:: Data supplied ::

/// Rejects drops on top of an existing block.
#[derive(Debug, Clone, Copy, Default)]
pub struct NoOverlapDrop;

impl DropPolicy for NoOverlapDrop {
    fn accepts(&self, block: &Block, graph: &Graph) -> bool {
        let bounds = block.bounding_box();
        !graph
            .blocks()
            .iter()
            .any(|other| other.id != block.id && other.bounding_box().overlaps(&bounds))
    }
}

/// Adjusts a dragged block's location. Not installed by default.
pub trait SnapPolicy {
    fn snap(&self, location: Offset) -> Offset;
}

/// Rounds locations to the nearest grid intersection.
#[derive(Debug, Clone, Copy, PartialEq)]
pub struct GridSnap {
    pub grid_size: f32,
}

impl SnapPolicy for GridSnap {
    fn snap(&self, location: Offset) -> Offset {
        if self.grid_size <= 0.0 {
            return location;
        }
        Offset::new(
            (location.x / self.grid_size).round() * self.grid_size,
            (location.y / self.grid_size).round() * self.grid_size,
        )
    }
}

#[derive(Debug, Clone, Copy, PartialEq)]
pub struct DragState {
    pub block: BlockId,
    /// Pointer position minus block location at pointer-down
    pub pointer_offset: Offset,
    pub original_location: Offset,
    /// The block came from a palette and is not in the graph yet
    pub is_new: bool,
}

/// Feedback for the connection being drawn.
#[derive(Debug, Clone, PartialEq)]
pub enum ConnectHint {
    /// Not over a pin
    None,
    Valid,
    Invalid(FlowError),
}

#[derive(Debug, Clone, PartialEq)]
pub struct Connecting {
    pub start: PinHit,
    /// Floating end point following the pointer
    pub end_location: Offset,
    pub candidate: Option<PinHit>,
    pub hint: ConnectHint,
}

#[derive(Debug, Clone, Default, PartialEq)]
pub enum InteractionState {
    #[default]
    Idle,
    DraggingBlock(DragState),
    DrawingConnection(Connecting),
}

// === Views ===

#[derive(Debug, Clone, PartialEq)]
pub struct BlockView {
    pub id: BlockId,
    pub type_id: String,
    pub label: String,
    pub location: Offset,
    pub size: Size,
    pub z: i32,
    pub selected: bool,
    pub is_new: bool,
}

#[derive(Debug, Clone, PartialEq)]
pub struct PinView {
    pub block: BlockId,
    pub pin: PinId,
    pub label: String,
    pub direction: PinDirection,
    pub signal_type: SignalType,
    pub side: BlockSide,
    /// Top-left corner in canvas space
    pub location: Offset,
    pub size: Size,
    pub connected: bool,
}

#[derive(Debug, Clone, PartialEq)]
pub struct ConnectionView {
    pub id: ConnectionId,
    pub start: Offset,
    pub end: Offset,
    pub start_side: BlockSide,
    pub end_side: BlockSide,
    pub label: Option<String>,
    pub selected: bool,
}

#[derive(Debug, Clone, PartialEq)]
pub struct ConnectingView {
    pub start: Offset,
    pub start_side: BlockSide,
    pub end: Offset,
    pub hint: ConnectHint,
}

:::

§ Exercise goal
The task calls for all the records above to be repeated exactly.

§ Answer box
/// Rejects drops on top of an existing block.
#[derive(Debug, Clone, Copy, Default)]
pub struct NoOverlapDrop;

impl DropPolicy for NoOverlapDrop {
    fn accepts(&self, block: &Block, graph: &Graph) -> bool {
        let bounds = block.bounding_box();
        !graph
            .blocks()
            .iter()
            .any(|other| other.id != block.id && other.bounding_box().overlaps(&bounds))
    }
}

/// Adjusts a dragged block's location. Not installed by default.
pub trait SnapPolicy {
    fn snap(&self, location: Offset) -> Offset;
}

/// Rounds locations to the nearest grid intersection.
#[derive(Debug, Clone, Copy, PartialEq)]
pub struct GridSnap {
    pub grid_size: f32,
}

impl SnapPolicy for GridSnap {
    fn snap(&self, location: Offset) -> Offset {
        if self.grid_size <= 0.0 {
            return location;
        }
        Offset::new(
            (location.x / self.grid_size).round() * self.grid_size,
            (location.y / self.grid_size).round() * self.grid_size,
        )
    }
}

#[derive(Debug, Clone, Copy, PartialEq)]
pub struct DragState {
    pub block: BlockId,
    /// Pointer position minus block location at pointer-down
    pub pointer_offset: Offset,
    pub original_location: Offset,
    /// The block came from a palette and is not in the graph yet
    pub is_new: bool,
}

/// Feedback for the connection being drawn.
#[derive(Debug, Clone, PartialEq)]
pub enum ConnectHint {
    /// Not over a pin
    None,
    Valid,
    Invalid(FlowError),
}

#[derive(Debug, Clone, PartialEq)]
pub struct Connecting {
    pub start: PinHit,
    /// Floating end point following the pointer
    pub end_location: Offset,
    pub candidate: Option<PinHit>,
    pub hint: ConnectHint,
}

#[derive(Debug, Clone, Default, PartialEq)]
pub enum InteractionState {
    #[default]
    Idle,
    DraggingBlock(DragState),
    DrawingConnection(Connecting),
}

// === Views ===

#[derive(Debug, Clone, PartialEq)]
pub struct BlockView {
    pub id: BlockId,
    pub type_id: String,
    pub label: String,
    pub location: Offset,
    pub size: Size,
    pub z: i32,
    pub selected: bool,
    pub is_new: bool,
}

#[derive(Debug, Clone, PartialEq)]
pub struct PinView {
    pub block: BlockId,
    pub pin: PinId,
    pub label: String,
    pub direction: PinDirection,
    pub signal_type: SignalType,
    pub side: BlockSide,
    /// Top-left corner in canvas space
    pub location: Offset,
    pub size: Size,
    pub connected: bool,
}

#[derive(Debug, Clone, PartialEq)]
pub struct ConnectionView {
    pub id: ConnectionId,
    pub start: Offset,
    pub end: Offset,
    pub start_side: BlockSide,
    pub end_side: BlockSide,
    pub label: Option<String>,
    pub selected: bool,
}

#[derive(Debug, Clone, PartialEq)]
pub struct ConnectingView {
    pub start: Offset,
    pub start_side: BlockSide,
    pub end: Offset,
    pub hint: ConnectHint,
}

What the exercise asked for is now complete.